Provide you with this notice of legal duties and privacy practices concerning your health information.
Follow the terms of this notice that is currently in effect.
Notify you of any changes to this notice, which will apply to all information held about you. The updated notice will be available upon request, in the office, and on the website.
II. HOW YOUR CLINICIAN MAY USE AND DISCLOSE HEALTH INFORMATION ABOUT YOU:
The following categories describe various ways your clinician may use and disclose health information. Although not every use or disclosure is listed, all permitted uses and disclosures fall within one of these categories.

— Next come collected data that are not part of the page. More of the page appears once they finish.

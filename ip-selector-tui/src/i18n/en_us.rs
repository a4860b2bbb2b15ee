//! 英文翻译 (en-US)

use super::keys::{
    ActionTexts, BannerTexts, CandidatesTexts, CommonTexts, EditorTexts, HintTexts, KeyNames,
    StatusBarTexts, Translations,
};

pub const TRANSLATIONS: Translations = Translations {
    common: CommonTexts {
        app_name: "IP Selector",
        quit: "Quit",
    },

    hints: HintTexts {
        keys: KeyNames {
            tab: "Tab",
            arrows_ud: "↑↓",
            space: "Space",
            select: "Alt+s",
            sync: "Alt+y",
            refresh: "Alt+r",
            quit: "Alt+q",
        },
        actions: ActionTexts {
            switch_panel: "Switch panel",
            move_up_down: "Move",
            choose: "Choose",
            submit: "Select IPs",
            sync: "Sync DNS",
            refresh: "Refresh",
        },
    },

    editor: EditorTexts {
        title: "IP Ranges",
        placeholder: "One range per line, e.g. 173.245.48.0/20",
    },

    candidates: CandidatesTexts {
        title: "Selected IPs",
        columns: ["IP", "Sent", "Received", "Loss", "Latency", "Speed (MB/s)"],
        empty: "No candidates yet. Press Alt+s to start a selection.",
        updated_at: "updated",
    },

    banner: BannerTexts {
        loading: "Working...",
    },

    status_bar: StatusBarTexts {
        job_in_progress: "A selection job is already running",
        backend_unreachable: "Backend unreachable",
        restore_failed: "Could not restore saved ranges",
        persist_failed: "Could not save ranges",
    },
};
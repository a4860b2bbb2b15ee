//! Utility modules.

/// Log sanitization utilities to keep response bodies out of logs.
pub mod log_sanitizer;
//! 主题和样式定义

use ratatui::style::{Color, Modifier, Style};
use serde::{Deserialize, Serialize};
use std::sync::atomic::{AtomicU8, Ordering};

// 默认为 0 (Dark)，相应地，1 为 Light
static CURRENT_THEME: AtomicU8 = AtomicU8::new(0);

/// 主题枚举
#[derive(Debug, Clone, Copy, Default, PartialEq, Eq, Serialize, Deserialize)]
#[serde(rename_all = "lowercase")]
pub enum Theme {
    #[default]
    Dark,
    Light,
}

/// 设置当前主题
pub fn set_theme(theme: Theme) {
    let index = match theme {
        Theme::Dark => 0,
        Theme::Light => 1,
    };
    CURRENT_THEME.store(index, Ordering::SeqCst);
}

/// 获取当前主题的颜色方案
pub fn colors() -> ThemeColors {
    match CURRENT_THEME.load(Ordering::SeqCst) {
        0 => ThemeColors::dark(),
        _ => ThemeColors::light(),
    }
}

/// 主题颜色
#[derive(Debug, Clone)]
pub struct ThemeColors {
    pub fg: Color,
    pub border: Color,
    pub border_focused: Color,
    pub highlight: Color,
    pub selected_bg: Color,
    pub selected_fg: Color,
    pub success: Color,
    pub warning: Color,
    pub error: Color,
    pub muted: Color,
}

impl ThemeColors {
    /// 深色主题
    pub fn dark() -> Self {
        Self {
            fg: Color::Rgb(212, 212, 212),
            border: Color::Rgb(62, 62, 62),
            border_focused: Color::Rgb(0, 122, 204),
            highlight: Color::Rgb(0, 122, 204),
            selected_bg: Color::Rgb(38, 79, 120),
            selected_fg: Color::White,
            success: Color::Rgb(78, 201, 176),
            warning: Color::Rgb(206, 145, 120),
            error: Color::Rgb(244, 135, 113),
            muted: Color::Rgb(128, 128, 128),
        }
    }

    /// 浅色主题
    pub fn light() -> Self {
        Self {
            fg: Color::Rgb(51, 51, 51),
            border: Color::Rgb(204, 204, 204),
            border_focused: Color::Rgb(0, 102, 204),
            highlight: Color::Rgb(0, 102, 204),
            selected_bg: Color::Rgb(204, 232, 255),
            selected_fg: Color::Black,
            success: Color::Rgb(34, 134, 58),
            warning: Color::Rgb(176, 136, 0),
            error: Color::Rgb(215, 58, 73),
            muted: Color::Rgb(128, 128, 128),
        }
    }

    /// 面板边框样式
    pub fn border_style(&self, focused: bool) -> Style {
        if focused {
            Style::default().fg(self.border_focused)
        } else {
            Style::default().fg(self.border)
        }
    }
}

/// 常用样式
pub struct Styles;

impl Styles {
    /// 状态栏样式
    pub fn statusbar() -> Style {
        Style::default()
            .bg(Color::Rgb(0, 122, 204))
            .fg(Color::White)
    }

    /// 快捷键提示样式
    pub fn hint_key() -> Style {
        Style::default()
            .fg(Color::Yellow)
            .add_modifier(Modifier::BOLD)
    }

    /// 快捷键说明样式
    pub fn hint_desc() -> Style {
        Style::default().fg(Color::Rgb(180, 180, 180))
    }
}
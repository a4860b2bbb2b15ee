//! 副作用命令
//!
//! Update 层不做 I/O。需要调用服务时返回一个 `Command`，
//! 由主循环交给 Backend 层在后台任务中执行。

use ip_selector_core::types::RowId;

/// 需要 Backend 层执行的操作
#[derive(Debug, Clone, PartialEq, Eq)]
pub enum Command {
    /// 保存编辑器文本
    PersistRanges(String),
    /// 保存文本，提交任务，轮询直到结束
    SubmitSelection(String),
    /// 拉取候选列表
    RefreshCandidates,
    /// 同步 DNS 记录
    SyncDns(Option<RowId>),
}
//! 国际化（i18n）模块
//!
//! 使用纯 Rust 结构体方案，编译期类型检查，零运行时开销。

use std::sync::atomic::{AtomicUsize, Ordering};

mod en_us;
pub mod keys;
mod zh_cn;

pub use keys::*;

/// 支持的语言
#[derive(Debug, Clone, Copy, PartialEq, Eq, Default)]
pub enum Language {
    /// 英语（美国）
    #[default]
    EnUs,
    /// 简体中文（中国）
    ZhCn,
}

impl Language {
    /// 获取语言代码（BCP 47 标准）
    pub fn code(self) -> &'static str {
        match self {
            Language::EnUs => "en-US",
            Language::ZhCn => "zh-CN",
        }
    }

    /// 从语言代码解析
    pub fn from_code(code: &str) -> Option<Language> {
        match code {
            "en-US" | "en" => Some(Language::EnUs),
            "zh-CN" | "zh" => Some(Language::ZhCn),
            _ => None,
        }
    }
}

/// 当前语言索引（原子操作，线程安全）
static CURRENT_LANGUAGE: AtomicUsize = AtomicUsize::new(0); // 0 = EnUs

/// 获取当前语言的翻译
pub fn t() -> &'static Translations {
    match CURRENT_LANGUAGE.load(Ordering::Relaxed) {
        1 => &zh_cn::TRANSLATIONS,
        _ => &en_us::TRANSLATIONS,
    }
}

/// 设置当前语言
pub fn set_language(lang: Language) {
    let index = match lang {
        Language::EnUs => 0,
        Language::ZhCn => 1,
    };
    CURRENT_LANGUAGE.store(index, Ordering::Relaxed);
}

For Treatment, Payment, or Health Care Operations: Federal privacy rules allow health care providers with a direct treatment relationship to use or disclose personal health information for their treatment only if it is determined to be a requirement. This is not common practice at Modern Therapy.
Lawsuits and Disputes: If you are involved in a lawsuit, your clinician may disclose health information if legally obligated by a court order or lawful process. This may include subpoenas, discovery requests, or other lawful requests.
III. CERTAIN USES AND DISCLOSURES REQUIRE YOUR AUTHORIZATION:
Psychotherapy Notes: Any use or disclosure of psychotherapy notes requires your authorization unless it is:
Required by law and/or clinician requirements set by licensing board
Marketing Purposes: Your clinician will not use or disclose PHI for marketing purposes.
Sale of PHI: PHI will not be sold as part of business operations.
IV. CERTAIN USES AND DISCLOSURES DO NOT REQUIRE YOUR AUTHORIZATION:
Your clinician may use or disclose PHI without your authorization for:
Legal requirements and public health activities, including reports of abuse or threats to health and safety.
Judicial and administrative proceedings, as required by law.
V. CERTAIN USES AND DISCLOSURES IN EMERGENCIES:
Disclosures to Family, Friends, or Others: Your clinician may disclose PHI to a designated emergency contact only in the event of an emergency.
VI. YOU HAVE THE FOLLOWING RIGHTS WITH RESPECT TO YOUR PHI:
The Right to Request Limits on Uses and Disclosures.
The Right to Request Restrictions for Out-of-Pocket Expenses Paid for in Full.
The Right to Choose How PHI is Communicated to You.
The Right to Access and Obtain Copies of Your PHI.
The Right to Get a List of Disclosures Made.
The Right to Correct or Update Your PHI.
The Right to Obtain a Paper or Electronic Copy of This Notice.
EFFECTIVE DATE OF THIS NOTICE
This notice went into effect when the practice was founded in 2015.